Health officials in Santa Clara County, California, said on Wednesday (local time) the virus appeared to have circulated there in January, and early deaths were likely mistaken for the flu.

Nationwide, US deaths totalled 47,050 on Wednesday, up about 1800, with some states yet to report. The US has the world’s largest number of cases at over 830,000.

The news comes as more states in the US signal their readiness to reopen their economies in hopes the worst of the coronavirus pandemic has passed, but California’s governor is holding firm on stay-at-home orders and business closures.

The patchwork of still-evolving orders across the 50 states meant some Americans were still confined indefinitely to their homes, unable to work, while others began to venture out for the first time in weeks.
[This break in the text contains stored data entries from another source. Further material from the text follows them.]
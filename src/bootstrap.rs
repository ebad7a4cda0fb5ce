use std::collections::BTreeSet;
use std::sync::Arc;

use aws_config::SdkConfig;

use crate::application::catalog::CatalogError;
use crate::application::orchestrator::Orchestrator;
use crate::application::ports::{ArtifactStoreError, TextModelBackend, TranslationBackend};
use crate::application::services::{
    GenerationService, TranscriptionService, TranslationService, VideoSynthesisService,
};
use crate::config::Settings;
use crate::infrastructure::llm::{BedrockTextModel, StubTextModel};
use crate::infrastructure::storage::ArtifactStoreFactory;
use crate::infrastructure::transcription::AwsTranscribeBackend;
use crate::infrastructure::translation::{AwsTranslator, GoogleTranslator};
use crate::infrastructure::video::GooeyLipsyncClient;

#[derive(Debug, thiserror::Error)]
pub enum BootstrapError {
    #[error("catalog: {0}")]
    Catalog(#[from] CatalogError),
    #[error("storage: {0}")]
    Storage(#[from] ArtifactStoreError),
}

/// Wires adapters into services and services into the facade. Called once at
/// process start by the hosting web layer; everything built here is
/// immutable afterwards and shared across requests.
pub fn build_orchestrator(
    settings: &Settings,
    sdk_config: &SdkConfig,
) -> Result<Orchestrator, BootstrapError> {
    let catalog = Arc::new(settings.provider_catalog()?);
    let store = ArtifactStoreFactory::create(&settings.storage)?;

    let text_model: Arc<dyn TextModelBackend> = if settings.generation.offline_stub {
        Arc::new(StubTextModel)
    } else {
        let regions: BTreeSet<String> = settings
            .generation
            .candidates
            .iter()
            .map(|c| c.region.clone())
            .collect();
        Arc::new(BedrockTextModel::new(sdk_config, regions))
    };
    let generation = Arc::new(GenerationService::new(
        catalog,
        text_model,
        settings.generation.max_prompt_chars,
        settings.generation.max_tokens,
        settings.generation.temperature,
    ));

    let primary: Arc<dyn TranslationBackend> = Arc::new(GoogleTranslator::new(
        &settings.translation.endpoint,
        &settings.translation.api_key,
    ));
    let alternate: Option<Arc<dyn TranslationBackend>> =
        if settings.translation.enable_aws_alternate {
            Some(Arc::new(AwsTranslator::new(
                sdk_config,
                &settings.translation.aws_region,
            )))
        } else {
            None
        };
    let translation = Arc::new(TranslationService::new(primary, alternate));

    let transcribe_backend = Arc::new(AwsTranscribeBackend::new(
        sdk_config,
        &settings.transcription.region,
    ));
    let transcription = Arc::new(TranscriptionService::new(
        Arc::clone(&store),
        transcribe_backend,
        settings.transcription.polling.policy(),
        settings.transcription.default_language.clone(),
    ));

    let video_backend = Arc::new(GooeyLipsyncClient::new(
        &settings.video.base_url,
        &settings.video.api_key,
    ));
    let video = Arc::new(VideoSynthesisService::new(
        store,
        video_backend,
        settings.video.polling.policy(),
    ));

    Ok(Orchestrator::new(generation, translation, transcription, video))
}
“I wish I could prescribe a specific date to say that we can turn on that light switch and go back to normalcy,” California Governor Gavin Newsom, a Democrat, said in his daily remarks to the nation’s most-populous state.

The governor said that among the steps health officials would need to take before 40 million Californians could return to jobs, schools and stores would be ramping up testing for the virus to 25,000 patients a day.

Mr Newsom said President Donald Trump had committed to sending 100,000 testing swabs next week and 250,000 the following week.

Michigan Governor Gretchen Whitmer, a Democrat who has faced criticism from conservative activists over her strict stay-at-home policies, said she would announce more details on Friday (local time) on her planned reopening of the state’s economy.

Ohio officials said they would soon disclose their plans as well and governors of Midwest states have said they were working together to sketch out a plan for lifting the restrictions.

In Texas, Governor Greg Abbott said he would announce in detail next week preparations to reopen as many businesses as possible in the first week of May.

Georgia, South Carolina and several other Southern states have already begun reopening their economies, facing criticism from some health experts who warn that doing so too quickly could trigger a new surge in cases of COVID-19.

Mr Trump said, however, that Georgia’s plan to open businesses such as barber shops, nail salons and bowling alleys this week was too soon “and I told the governor that,” he told a White House briefing.

According to a model maintained by the Institute for Health Metrics and Evaluation at the University of Washington, which is used by the White House, South Carolina and Georgia should not open until June 5 and June 19, respectively.

The restrictions have battered the US economy, with mandatory business closures leaving millions of Americans unemployed.

New York Governor Andrew Cuomo, a Democrat, said his state had 474 COVID-19 deaths in the past day, its lowest since April 1, and was showing more signs that the worst was over, including a drop in hospitalisations.

But Mr Cuomo warned of a potential “second wave” if restrictions were relaxed irresponsibly.

“This is no time to act stupidly,” said Mr Cuomo, whose state has been the US epicentre of the pandemic. “More people are going to die if we are not smart.”

“We make a bad move, it’s going to set us back,” Mr Cuomo said.